Exercise: Reproduce exactly the lines from the top of the records below through the line holding "Usage/occupancy accounting during".

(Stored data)
○ ○ ○ ○ ○ ○ ○

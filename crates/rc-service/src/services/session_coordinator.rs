//! Session coordinator: the create-or-reuse-then-join workflow.
//!
//! The coordinator owns no durable state; it sequences calls to the
//! provider gateway and the stores. It is the only component that decides
//! whether a new provider meeting is needed.
//!
//! Per room title the lifecycle is `NO_SESSION → LIVE → NO_SESSION`; a
//! room can be recreated after termination.
//!
//! # Failure policy
//!
//! Provider and store failures during the creation half of a join abort
//! the join and surface classified. Usage/occupancy accounting during
//! `end` is best-effort: failures are logged and teardown proceeds.
//! Accounting gaps are acceptable; stuck live rooms are not.

use crate::errors::RcError;
use crate::models::{
    EndRequest, JoinRequest, JoinedSession, NewAttendeeRecord, NewMeetingRecord,
    NewOccupancyInterval, NewUsageInterval, ProviderMeeting,
};
use crate::observability::metrics;
use crate::repositories::{MeetingRecordStore, OccupancyLedger, ParticipantUsageTracker};
use crate::services::provider_client::{ConferenceProviderGateway, CreateMeetingRequest};
use chrono::Duration;
use common::types::{ExternalUserId, RoomTitle};
use std::sync::Arc;
use std::time::Instant;
use tracing::{debug, info, instrument, warn};
use uuid::Uuid;

/// Coordinator settings derived from [`crate::config::Config`].
#[derive(Debug, Clone)]
pub struct CoordinatorSettings {
    /// Media region used when a join request leaves the region empty.
    pub default_media_region: String,

    /// TTL applied to meeting records.
    pub meeting_record_ttl: Duration,

    /// TTL applied to attendee records.
    pub attendee_record_ttl: Duration,
}

impl CoordinatorSettings {
    /// Derive settings from service configuration.
    pub fn from_config(config: &crate::config::Config) -> Self {
        Self {
            default_media_region: config.default_media_region.clone(),
            meeting_record_ttl: Duration::seconds(config.meeting_record_ttl_seconds),
            attendee_record_ttl: Duration::seconds(config.attendee_record_ttl_seconds),
        }
    }
}

/// Sequences meeting creation/reuse, admission, and room teardown.
///
/// Constructed with interface-typed collaborators so tests substitute
/// fakes without process-wide mutation.
pub struct SessionCoordinator {
    provider: Arc<dyn ConferenceProviderGateway>,
    meeting_records: Arc<dyn MeetingRecordStore>,
    occupancy: Arc<dyn OccupancyLedger>,
    usage: Arc<dyn ParticipantUsageTracker>,
    settings: CoordinatorSettings,
}

impl SessionCoordinator {
    /// Create a coordinator.
    pub fn new(
        provider: Arc<dyn ConferenceProviderGateway>,
        meeting_records: Arc<dyn MeetingRecordStore>,
        occupancy: Arc<dyn OccupancyLedger>,
        usage: Arc<dyn ParticipantUsageTracker>,
        settings: CoordinatorSettings,
    ) -> Self {
        Self {
            provider,
            meeting_records,
            occupancy,
            usage,
            settings,
        }
    }

    /// Join a room: reuse the live provider meeting for the title or
    /// create one, then admit the attendee.
    ///
    /// # Errors
    ///
    /// - [`RcError::ProviderBadRequest`] / [`RcError::ProviderUnavailable`]:
    ///   provider rejected or is down; not retried here
    /// - [`RcError::StaleSession`]: the stored record pointed at a deleted
    ///   provider meeting and has been dropped; a retry recreates the room
    /// - [`RcError::Store`]: backing store failure
    #[instrument(
        skip_all,
        name = "rc.session.join",
        fields(title = tracing::field::Empty)
    )]
    pub async fn join(&self, request: JoinRequest) -> Result<JoinedSession, RcError> {
        let start = Instant::now();
        let title = RoomTitle::normalized(&request.title);
        tracing::Span::current().record("title", tracing::field::display(&title));

        if title.is_empty() {
            metrics::record_join("error", Some("provider_bad_request"), start.elapsed());
            return Err(RcError::ProviderBadRequest(
                "room title must not be empty".to_string(),
            ));
        }

        let result = self.join_inner(&title, &request).await;

        match &result {
            Ok(_) => metrics::record_join("success", None, start.elapsed()),
            Err(e) => metrics::record_join("error", Some(e.reason_label()), start.elapsed()),
        }

        result
    }

    async fn join_inner(
        &self,
        title: &RoomTitle,
        request: &JoinRequest,
    ) -> Result<JoinedSession, RcError> {
        let existing = self.meeting_records.get(title).await?;

        let (meeting, reused) = match existing {
            Some(record) => match record.decode_provider_meeting() {
                Ok(meeting) => (meeting, true),
                Err(e) => {
                    // Undecodable record: drop it rather than wedge the
                    // room until the TTL runs out.
                    warn!(
                        target: "rc.services.coordinator",
                        title = %title,
                        error = %e,
                        "Stored meeting record is undecodable, dropping it"
                    );
                    self.meeting_records.delete(title).await?;
                    return Err(RcError::StaleSession(title.to_string()));
                }
            },
            None => (self.create_room(title, request).await?, false),
        };

        let external_user_id = ExternalUserId::new();
        let attendee = match self
            .provider
            .create_attendee(&meeting.meeting_id, &external_user_id)
            .await
        {
            Ok(attendee) => attendee,
            Err(RcError::ProviderMeetingNotFound(_)) => {
                // The record points at a provider meeting that no longer
                // exists. Never admit into a non-existent room: drop the
                // record and have the caller retry into a fresh session.
                warn!(
                    target: "rc.services.coordinator",
                    title = %title,
                    meeting_id = %meeting.meeting_id,
                    "Stored meeting record is stale, dropping it"
                );
                self.meeting_records.delete(title).await?;
                return Err(RcError::StaleSession(title.to_string()));
            }
            Err(e) => return Err(e),
        };

        self.meeting_records
            .put_attendee(NewAttendeeRecord {
                title: title.clone(),
                attendee_id: attendee.attendee_id.clone(),
                display_name: request.attendee_name.clone(),
                ttl: self.settings.attendee_record_ttl,
            })
            .await?;

        // Usage accounting is best-effort; admission never blocks on it.
        if let Err(e) = self
            .usage
            .open_interval(NewUsageInterval {
                title: title.clone(),
                participant_identity: request.attendee_name.clone(),
                user_email: request.user_email.clone(),
            })
            .await
        {
            warn!(
                target: "rc.services.coordinator",
                title = %title,
                participant = %request.attendee_name,
                error = %e,
                "Failed to open participant usage interval"
            );
        }

        info!(
            target: "rc.services.coordinator",
            title = %title,
            meeting_id = %meeting.meeting_id,
            attendee_id = %attendee.attendee_id,
            reused = reused,
            "Attendee admitted"
        );

        Ok(JoinedSession { meeting, attendee })
    }

    /// Create the provider meeting and the paired records for a title with
    /// no live session.
    async fn create_room(
        &self,
        title: &RoomTitle,
        request: &JoinRequest,
    ) -> Result<ProviderMeeting, RcError> {
        let media_region = resolve_media_region(
            request.media_region.as_deref(),
            &self.settings.default_media_region,
        );

        let meeting = self
            .provider
            .create_meeting(&CreateMeetingRequest {
                client_request_token: Uuid::new_v4().to_string(),
                media_region,
                features: request.features.clone(),
            })
            .await?;

        // Meeting record and opening occupancy interval land in one
        // transaction: a concurrent reader never observes one without
        // the other.
        self.meeting_records
            .create_room(
                NewMeetingRecord {
                    title: title.clone(),
                    provider_meeting: meeting.to_blob()?,
                    ttl: self.settings.meeting_record_ttl,
                },
                NewOccupancyInterval {
                    team_id: request.team_id.clone(),
                    title: title.clone(),
                    attendee_name: request.attendee_name.clone(),
                    user_email: request.user_email.clone(),
                },
            )
            .await?;

        info!(
            target: "rc.services.coordinator",
            title = %title,
            meeting_id = %meeting.meeting_id,
            "Room created"
        );

        Ok(meeting)
    }

    /// End a participant's session in a room; with termination authority,
    /// tear the whole room down.
    ///
    /// The caller's own usage interval is always closed (best-effort).
    /// With authority asserted: the provider meeting is deleted
    /// (idempotent: an already-deleted meeting is success), the meeting
    /// record is removed, and the room's open occupancy interval is
    /// closed. Without authority the room stays live for the others.
    #[instrument(
        skip_all,
        name = "rc.session.end",
        fields(title = tracing::field::Empty, authority = request.termination_authority)
    )]
    pub async fn end(&self, request: EndRequest) -> Result<(), RcError> {
        let start = Instant::now();
        let title = RoomTitle::normalized(&request.title);
        tracing::Span::current().record("title", tracing::field::display(&title));

        if title.is_empty() {
            metrics::record_end("error", start.elapsed());
            return Err(RcError::ProviderBadRequest(
                "room title must not be empty".to_string(),
            ));
        }

        let result = self.end_inner(&title, &request).await;

        match &result {
            Ok(()) => metrics::record_end("success", start.elapsed()),
            Err(_) => metrics::record_end("error", start.elapsed()),
        }

        result
    }

    async fn end_inner(&self, title: &RoomTitle, request: &EndRequest) -> Result<(), RcError> {
        // 1. Always close the caller's own usage interval. Accounting
        //    must never block a user from leaving.
        match self
            .usage
            .close_latest_open_for_participant(title, &request.participant_name)
            .await
        {
            Ok(Some(record)) => debug!(
                target: "rc.services.coordinator",
                title = %title,
                participant = %request.participant_name,
                started_at = %record.started_at,
                "Closed participant usage interval"
            ),
            Ok(None) => {}
            Err(e) => warn!(
                target: "rc.services.coordinator",
                title = %title,
                participant = %request.participant_name,
                error = %e,
                "Failed to close participant usage interval, continuing teardown"
            ),
        }

        if !request.termination_authority {
            info!(
                target: "rc.services.coordinator",
                title = %title,
                participant = %request.participant_name,
                "Participant left, room remains live"
            );
            return Ok(());
        }

        // 2. Tear the room down. Provider deletion is idempotent; a
        //    provider outage here must not leave the room stuck live, so
        //    only record-store failures surface.
        match self.meeting_records.get(title).await? {
            Some(record) => {
                match record.decode_provider_meeting() {
                    Ok(meeting) => match self.provider.delete_meeting(&meeting.meeting_id).await {
                        Ok(()) => {}
                        Err(RcError::ProviderMeetingNotFound(_)) => debug!(
                            target: "rc.services.coordinator",
                            title = %title,
                            meeting_id = %meeting.meeting_id,
                            "Provider meeting already deleted"
                        ),
                        Err(e) => warn!(
                            target: "rc.services.coordinator",
                            title = %title,
                            meeting_id = %meeting.meeting_id,
                            error = %e,
                            "Provider meeting deletion failed, continuing teardown"
                        ),
                    },
                    Err(e) => warn!(
                        target: "rc.services.coordinator",
                        title = %title,
                        error = %e,
                        "Stored meeting record is undecodable, skipping provider deletion"
                    ),
                }

                self.meeting_records.delete(title).await?;
            }
            None => debug!(
                target: "rc.services.coordinator",
                title = %title,
                "No live meeting record, nothing to delete"
            ),
        }

        // 3. Close the room's occupancy interval (best-effort accounting).
        if let Err(e) = self.occupancy.close_latest_open_for_room(title).await {
            warn!(
                target: "rc.services.coordinator",
                title = %title,
                error = %e,
                "Failed to close room occupancy interval"
            );
        }

        info!(
            target: "rc.services.coordinator",
            title = %title,
            "Room ended"
        );

        Ok(())
    }

    /// Resolve an admitted attendee back to a display name.
    #[instrument(skip_all, name = "rc.session.attendee_name")]
    pub async fn attendee_name(
        &self,
        title: &str,
        attendee_id: &str,
    ) -> Result<Option<String>, RcError> {
        let title = RoomTitle::normalized(title);
        let record = self.meeting_records.get_attendee(&title, attendee_id).await?;
        Ok(record.map(|record| record.display_name))
    }
}

/// Pick the media region for a new meeting: the request's, unless empty.
fn resolve_media_region(requested: Option<&str>, default: &str) -> String {
    match requested {
        Some(region) if !region.trim().is_empty() => region.to_string(),
        _ => default.to_string(),
    }
}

○ ○ ○ ○ ○ ○ ○

Exercise output:
filename crates/rc-service/src/services/session_coordinator.rs
//! Session coordinator: the create-or-reuse-then-join workflow.
//!
//! The coordinator owns no durable state; it sequences calls to the
//! provider gateway and the stores. It is the only component that decides
//! whether a new provider meeting is needed.
//!
//! Per room title the lifecycle is `NO_SESSION → LIVE → NO_SESSION`; a
//! room can be recreated after termination.
//!
//! # Failure policy
//!
//! Provider and store failures during the creation half of a join abort
//! the join and surface classified. Usage/occupancy accounting during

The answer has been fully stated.